Rt,我乱搞过了,代码很无脑,建议加强数据。
如果不能加强数据或许可以把此题降到绿?感觉正解也没有蓝的难度啊。
#include <bits/stdc++.h>
using namespace std;
pair<double, double> p, a[200005];
int tot, n;
double minn = 0x7fffffffffff;
inline double Dis(pair<double, double> a, pair<double, double> b)
{
return (a.first - b.first) * (a.first - b.first) + (a.second - b.second) * (a.second - b.second);
}
bool cmp(pair<double, double> a, pair<double, double> b)
{
return a.first < b.first;
}
bool cmp2(pair<double, double> a, pair<double, double> b)
{
return a.second < b.second;
}
int main()
{
cin >> n;
for (int i = 1; i <= n; i++)
{
cin >> p.first >> p.second;
a[++tot] = p;
}
sort(a + 1, a + tot + 1, cmp);
int i = 0;
while ((double)clock() / CLOCKS_PER_SEC <= 0.17 && ++i && i <= tot)

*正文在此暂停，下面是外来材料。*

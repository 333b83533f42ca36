use super::{close_page, Catalog};
use crate::browser::PageHandle;
use crate::extract::extract_detail;
use crate::model::{CardDetail, CardId};
use crate::{CardError, Result};

impl Catalog {
    /// Fetches the full record of one card
    ///
    /// `regulation` selects the `regu/` URL segment; `None` uses the
    /// configured default and an empty string leaves the segment out.
    ///
    /// # Returns
    ///
    /// * `Ok(CardDetail)` - The card, `card_id` equal to the input
    /// * `Err(CardError::NotFound)` - The site has no page for this card
    /// * `Err(CardError::Timeout)` - The page did not load in time
    /// * `Err(CardError::Network)` - The browser could not be started or reached the site
    /// * `Err(CardError::Other)` - Any other browser failure
    pub async fn detail(&self, card_id: &CardId, regulation: Option<&str>) -> Result<CardDetail> {
        let regulation = regulation.unwrap_or(self.config.site.default_regulation.as_str());
        let url = self.config.site.detail_url(card_id, regulation);
        tracing::info!("Fetching card {} from {}", card_id, url);

        let page = self.session.new_page_context().await?;
        let result = self.detail_on(page.as_ref(), card_id, url).await;
        close_page(page).await;

        match &result {
            Ok(detail) => tracing::info!(
                "Card {} extracted: {} ({} moves)",
                card_id,
                detail.full_name,
                detail.moves.len()
            ),
            Err(e) => tracing::warn!("Detail for card {} failed: {}", card_id, e),
        }
        result
    }

    async fn detail_on(&self, page: &dyn PageHandle, card_id: &CardId, url: String) -> Result<CardDetail> {
        let timeout = self.config.timing.navigation_timeout();

        self.navigator
            .navigate(page, &url, timeout)
            .await
            .map_err(|e| match e {
                CardError::NotFound { .. } => CardError::NotFound {
                    resource: format!("card {}", card_id),
                },
                other => other,
            })?;

        let snapshot = self.wait_for_content(page).await?;
        let detail = extract_detail(&snapshot.document(), card_id, url, &self.config.site);
        Ok(detail)
    }
}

for (int j = i + 1; j <= tot; j++)
minn = min(minn, Dis(a[j], a[j - i]));
reverse(a + 1, a + tot + 1);
i = 0;
while ((double)clock() / CLOCKS_PER_SEC <= 0.36 && ++i && i <= tot)
for (int j = i + 1; j <= tot; j++)
minn = min(minn, Dis(a[j], a[j - i]));
sort(a + 1, a + tot + 1, cmp2);
i = 0;
while ((double)clock() / CLOCKS_PER_SEC <= 0.55 && ++i && i <= tot)
for (int j = i + 1; j <= tot; j++)
minn = min(minn, Dis(a[j], a[j - i]));
reverse(a + 1, a + tot + 1);
i = 0;
while ((double)clock() / CLOCKS_PER_SEC <= 0.76 && ++i && i <= tot)
for (int j = i + 1; j <= tot; j++)
minn = min(minn, Dis(a[j], a[j - i]));
random_shuffle(a + 1, a + tot + 1);
i = 0;
while ((double)clock() / CLOCKS_PER_SEC <= 0.97 && ++i && i <= tot)
for (int j = i + 1; j <= tot; j++)
minn = min(minn, Dis(a[j], a[j - i]));
printf("%.4f", sqrt(minn));
}